Your task is to transcribe the entries below exactly, beginning with the line containing "async fn test_idle_timeout_fails_session()" and ending with the final line, and to add nothing else.

= Beginning of Section =

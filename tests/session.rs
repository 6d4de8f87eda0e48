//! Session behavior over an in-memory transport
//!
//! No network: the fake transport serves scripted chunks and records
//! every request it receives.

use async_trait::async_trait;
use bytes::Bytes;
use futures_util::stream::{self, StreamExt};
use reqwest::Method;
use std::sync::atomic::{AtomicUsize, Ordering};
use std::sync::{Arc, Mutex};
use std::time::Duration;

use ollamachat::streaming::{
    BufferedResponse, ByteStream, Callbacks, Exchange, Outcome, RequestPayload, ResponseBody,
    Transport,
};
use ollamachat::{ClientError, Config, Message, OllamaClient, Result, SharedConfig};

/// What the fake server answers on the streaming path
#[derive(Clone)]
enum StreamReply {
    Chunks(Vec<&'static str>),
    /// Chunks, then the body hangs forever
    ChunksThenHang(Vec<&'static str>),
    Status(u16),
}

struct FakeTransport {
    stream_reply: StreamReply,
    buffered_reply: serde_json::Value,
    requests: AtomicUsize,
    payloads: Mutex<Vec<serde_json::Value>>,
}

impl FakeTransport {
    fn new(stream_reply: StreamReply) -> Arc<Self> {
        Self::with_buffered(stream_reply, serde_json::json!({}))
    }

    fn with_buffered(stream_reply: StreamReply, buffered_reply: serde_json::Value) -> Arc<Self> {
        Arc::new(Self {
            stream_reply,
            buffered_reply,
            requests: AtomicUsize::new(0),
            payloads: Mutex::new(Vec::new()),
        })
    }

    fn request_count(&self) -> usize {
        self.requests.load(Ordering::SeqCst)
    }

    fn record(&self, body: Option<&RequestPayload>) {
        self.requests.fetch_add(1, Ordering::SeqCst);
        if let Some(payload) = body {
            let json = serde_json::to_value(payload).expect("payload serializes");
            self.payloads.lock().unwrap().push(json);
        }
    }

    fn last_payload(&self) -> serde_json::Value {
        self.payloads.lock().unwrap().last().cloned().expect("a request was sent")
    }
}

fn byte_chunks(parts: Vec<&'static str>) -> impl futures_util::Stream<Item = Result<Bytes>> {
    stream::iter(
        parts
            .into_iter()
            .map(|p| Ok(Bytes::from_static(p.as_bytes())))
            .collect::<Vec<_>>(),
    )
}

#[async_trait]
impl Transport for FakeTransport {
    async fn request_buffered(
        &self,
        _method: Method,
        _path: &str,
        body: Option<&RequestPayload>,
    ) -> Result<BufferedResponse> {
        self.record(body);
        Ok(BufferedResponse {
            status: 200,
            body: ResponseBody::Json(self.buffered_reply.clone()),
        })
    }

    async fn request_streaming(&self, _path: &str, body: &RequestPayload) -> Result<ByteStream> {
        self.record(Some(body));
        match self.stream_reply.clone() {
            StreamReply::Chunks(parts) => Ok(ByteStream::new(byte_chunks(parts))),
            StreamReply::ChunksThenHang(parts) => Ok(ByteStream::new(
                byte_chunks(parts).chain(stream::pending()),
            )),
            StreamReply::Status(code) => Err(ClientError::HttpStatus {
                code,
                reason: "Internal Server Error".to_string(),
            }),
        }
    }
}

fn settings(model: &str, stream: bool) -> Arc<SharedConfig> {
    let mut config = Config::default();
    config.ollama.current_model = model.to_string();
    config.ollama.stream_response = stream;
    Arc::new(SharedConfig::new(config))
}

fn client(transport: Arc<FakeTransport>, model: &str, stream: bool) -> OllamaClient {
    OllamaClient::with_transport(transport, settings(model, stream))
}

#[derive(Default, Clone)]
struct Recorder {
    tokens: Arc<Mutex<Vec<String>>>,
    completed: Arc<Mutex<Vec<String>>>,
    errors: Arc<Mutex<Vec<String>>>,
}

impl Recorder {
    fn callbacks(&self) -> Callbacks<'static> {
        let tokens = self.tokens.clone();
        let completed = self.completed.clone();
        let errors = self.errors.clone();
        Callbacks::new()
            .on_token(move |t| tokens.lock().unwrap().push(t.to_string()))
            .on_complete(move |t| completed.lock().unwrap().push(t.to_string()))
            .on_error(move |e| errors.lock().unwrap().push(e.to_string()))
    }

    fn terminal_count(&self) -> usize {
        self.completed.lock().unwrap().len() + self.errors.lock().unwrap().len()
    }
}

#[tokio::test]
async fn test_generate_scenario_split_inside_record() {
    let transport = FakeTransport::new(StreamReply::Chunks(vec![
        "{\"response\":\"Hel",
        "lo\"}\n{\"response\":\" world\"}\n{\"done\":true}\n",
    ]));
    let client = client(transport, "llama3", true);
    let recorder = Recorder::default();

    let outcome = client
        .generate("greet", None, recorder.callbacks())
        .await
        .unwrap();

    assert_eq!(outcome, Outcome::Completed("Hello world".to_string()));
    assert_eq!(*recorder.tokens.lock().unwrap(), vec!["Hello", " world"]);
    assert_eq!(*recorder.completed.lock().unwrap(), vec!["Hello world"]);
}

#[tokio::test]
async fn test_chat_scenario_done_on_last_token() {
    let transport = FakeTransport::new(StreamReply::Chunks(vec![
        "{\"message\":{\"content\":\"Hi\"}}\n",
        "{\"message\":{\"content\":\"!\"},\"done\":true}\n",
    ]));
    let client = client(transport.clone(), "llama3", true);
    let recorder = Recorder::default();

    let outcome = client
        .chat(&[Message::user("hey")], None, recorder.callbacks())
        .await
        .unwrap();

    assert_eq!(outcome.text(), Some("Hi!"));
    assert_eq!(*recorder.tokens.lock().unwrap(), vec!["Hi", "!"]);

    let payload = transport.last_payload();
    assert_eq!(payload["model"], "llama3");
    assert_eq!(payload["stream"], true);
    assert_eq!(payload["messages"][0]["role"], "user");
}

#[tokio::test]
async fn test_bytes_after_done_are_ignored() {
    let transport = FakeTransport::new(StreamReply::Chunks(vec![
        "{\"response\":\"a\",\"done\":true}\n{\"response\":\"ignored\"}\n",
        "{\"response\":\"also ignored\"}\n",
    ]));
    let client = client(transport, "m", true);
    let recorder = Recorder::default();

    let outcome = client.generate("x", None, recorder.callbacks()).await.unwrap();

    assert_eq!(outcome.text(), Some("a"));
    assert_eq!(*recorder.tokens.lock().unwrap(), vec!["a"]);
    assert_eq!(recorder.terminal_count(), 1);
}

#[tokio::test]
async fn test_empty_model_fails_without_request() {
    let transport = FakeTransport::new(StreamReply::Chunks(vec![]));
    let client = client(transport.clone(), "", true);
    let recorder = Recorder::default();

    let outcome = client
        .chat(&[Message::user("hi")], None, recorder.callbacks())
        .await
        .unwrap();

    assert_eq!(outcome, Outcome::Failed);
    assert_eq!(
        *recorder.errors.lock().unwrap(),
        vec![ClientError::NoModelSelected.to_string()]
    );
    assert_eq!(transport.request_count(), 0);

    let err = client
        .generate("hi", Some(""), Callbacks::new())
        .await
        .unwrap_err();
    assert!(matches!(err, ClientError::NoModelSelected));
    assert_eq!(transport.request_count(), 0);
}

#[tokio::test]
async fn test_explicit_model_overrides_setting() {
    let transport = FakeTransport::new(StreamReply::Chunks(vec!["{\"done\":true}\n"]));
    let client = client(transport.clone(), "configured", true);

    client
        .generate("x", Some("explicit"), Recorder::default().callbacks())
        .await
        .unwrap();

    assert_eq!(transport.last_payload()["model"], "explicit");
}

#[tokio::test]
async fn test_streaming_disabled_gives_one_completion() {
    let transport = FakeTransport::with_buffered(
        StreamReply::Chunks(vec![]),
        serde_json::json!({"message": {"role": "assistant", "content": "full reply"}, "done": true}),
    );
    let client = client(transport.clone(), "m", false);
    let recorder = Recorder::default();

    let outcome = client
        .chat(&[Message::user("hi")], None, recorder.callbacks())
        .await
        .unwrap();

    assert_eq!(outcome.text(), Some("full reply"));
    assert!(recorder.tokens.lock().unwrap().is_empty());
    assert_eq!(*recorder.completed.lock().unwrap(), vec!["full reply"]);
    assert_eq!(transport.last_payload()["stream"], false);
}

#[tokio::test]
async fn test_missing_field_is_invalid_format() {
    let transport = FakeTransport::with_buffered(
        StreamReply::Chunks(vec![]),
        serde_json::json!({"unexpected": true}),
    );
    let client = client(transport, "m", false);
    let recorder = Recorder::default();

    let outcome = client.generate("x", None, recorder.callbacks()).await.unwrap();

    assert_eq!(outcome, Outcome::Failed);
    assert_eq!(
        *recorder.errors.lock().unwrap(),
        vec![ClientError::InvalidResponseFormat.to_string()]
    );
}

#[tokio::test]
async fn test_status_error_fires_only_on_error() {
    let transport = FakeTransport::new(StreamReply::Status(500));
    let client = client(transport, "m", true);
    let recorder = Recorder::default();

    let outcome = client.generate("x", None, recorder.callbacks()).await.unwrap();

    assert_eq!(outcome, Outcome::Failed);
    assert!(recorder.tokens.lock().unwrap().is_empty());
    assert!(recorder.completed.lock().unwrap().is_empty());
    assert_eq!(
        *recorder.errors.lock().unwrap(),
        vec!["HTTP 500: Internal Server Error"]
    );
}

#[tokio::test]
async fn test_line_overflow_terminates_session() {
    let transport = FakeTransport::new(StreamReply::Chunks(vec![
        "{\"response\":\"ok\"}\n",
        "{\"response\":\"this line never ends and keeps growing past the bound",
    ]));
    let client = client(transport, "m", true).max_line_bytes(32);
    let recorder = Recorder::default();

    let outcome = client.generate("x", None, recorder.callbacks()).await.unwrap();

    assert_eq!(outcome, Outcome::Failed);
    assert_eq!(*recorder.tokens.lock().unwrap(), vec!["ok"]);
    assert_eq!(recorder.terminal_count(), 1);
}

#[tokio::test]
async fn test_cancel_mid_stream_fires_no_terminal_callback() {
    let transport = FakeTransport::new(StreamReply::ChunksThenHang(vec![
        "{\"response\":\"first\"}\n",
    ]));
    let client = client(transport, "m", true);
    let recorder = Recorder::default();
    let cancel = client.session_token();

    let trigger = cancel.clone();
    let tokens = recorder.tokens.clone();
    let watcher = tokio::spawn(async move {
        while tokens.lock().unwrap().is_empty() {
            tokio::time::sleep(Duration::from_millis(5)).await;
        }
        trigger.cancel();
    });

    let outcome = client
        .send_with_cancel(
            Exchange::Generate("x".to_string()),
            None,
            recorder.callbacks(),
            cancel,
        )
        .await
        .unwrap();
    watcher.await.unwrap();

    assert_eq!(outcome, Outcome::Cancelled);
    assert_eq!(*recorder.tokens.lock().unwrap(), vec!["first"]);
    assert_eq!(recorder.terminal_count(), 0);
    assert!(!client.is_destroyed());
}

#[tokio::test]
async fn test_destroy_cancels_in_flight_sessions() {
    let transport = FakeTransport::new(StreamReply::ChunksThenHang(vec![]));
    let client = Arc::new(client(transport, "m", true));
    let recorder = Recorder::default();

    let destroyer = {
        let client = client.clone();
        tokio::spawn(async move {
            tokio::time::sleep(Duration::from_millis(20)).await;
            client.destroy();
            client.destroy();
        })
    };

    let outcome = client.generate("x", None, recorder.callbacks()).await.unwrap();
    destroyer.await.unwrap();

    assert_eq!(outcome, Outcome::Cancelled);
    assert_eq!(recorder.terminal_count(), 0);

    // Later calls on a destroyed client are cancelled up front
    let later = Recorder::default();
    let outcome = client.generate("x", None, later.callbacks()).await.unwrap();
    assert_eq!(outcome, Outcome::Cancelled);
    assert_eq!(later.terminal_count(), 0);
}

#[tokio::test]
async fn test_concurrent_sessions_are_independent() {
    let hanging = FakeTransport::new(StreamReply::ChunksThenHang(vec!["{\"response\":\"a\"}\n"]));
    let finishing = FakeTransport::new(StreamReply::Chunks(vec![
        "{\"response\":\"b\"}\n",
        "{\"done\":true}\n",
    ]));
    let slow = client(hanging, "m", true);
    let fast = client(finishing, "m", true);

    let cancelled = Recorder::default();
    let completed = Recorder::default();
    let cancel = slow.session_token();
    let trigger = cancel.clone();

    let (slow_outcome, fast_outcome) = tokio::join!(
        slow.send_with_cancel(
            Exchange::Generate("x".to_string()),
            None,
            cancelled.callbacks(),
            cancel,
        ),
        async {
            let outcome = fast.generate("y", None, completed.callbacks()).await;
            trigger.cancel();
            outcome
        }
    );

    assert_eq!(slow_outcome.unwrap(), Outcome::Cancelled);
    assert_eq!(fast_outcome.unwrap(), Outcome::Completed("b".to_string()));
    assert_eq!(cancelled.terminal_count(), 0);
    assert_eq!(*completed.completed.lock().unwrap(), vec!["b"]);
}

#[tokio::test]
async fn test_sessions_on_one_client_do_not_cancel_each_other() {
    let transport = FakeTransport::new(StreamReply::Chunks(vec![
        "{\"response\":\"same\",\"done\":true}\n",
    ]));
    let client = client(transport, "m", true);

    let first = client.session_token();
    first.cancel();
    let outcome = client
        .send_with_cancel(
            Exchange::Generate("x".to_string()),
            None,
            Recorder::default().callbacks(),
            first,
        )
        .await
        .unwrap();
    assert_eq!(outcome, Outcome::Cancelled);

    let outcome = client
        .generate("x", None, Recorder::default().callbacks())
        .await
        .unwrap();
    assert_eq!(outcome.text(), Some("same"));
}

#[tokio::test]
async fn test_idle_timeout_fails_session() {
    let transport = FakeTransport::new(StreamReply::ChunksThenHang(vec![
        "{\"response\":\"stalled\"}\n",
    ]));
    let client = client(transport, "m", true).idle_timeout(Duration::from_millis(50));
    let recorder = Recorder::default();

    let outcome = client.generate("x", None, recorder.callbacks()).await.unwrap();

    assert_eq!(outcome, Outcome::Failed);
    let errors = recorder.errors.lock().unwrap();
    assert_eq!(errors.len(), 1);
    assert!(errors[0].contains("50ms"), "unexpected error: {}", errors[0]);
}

= End of Section =

__Task response__
async fn test_idle_timeout_fails_session() {
    let transport = FakeTransport::new(StreamReply::ChunksThenHang(vec![
        "{\"response\":\"stalled\"}\n",
    ]));
    let client = client(transport, "m", true).idle_timeout(Duration::from_millis(50));
    let recorder = Recorder::default();

    let outcome = client.generate("x", None, recorder.callbacks()).await.unwrap();

    assert_eq!(outcome, Outcome::Failed);
    let errors = recorder.errors.lock().unwrap();
    assert_eq!(errors.len(), 1);
    assert!(errors[0].contains("50ms"), "unexpected error: {}", errors[0]);
}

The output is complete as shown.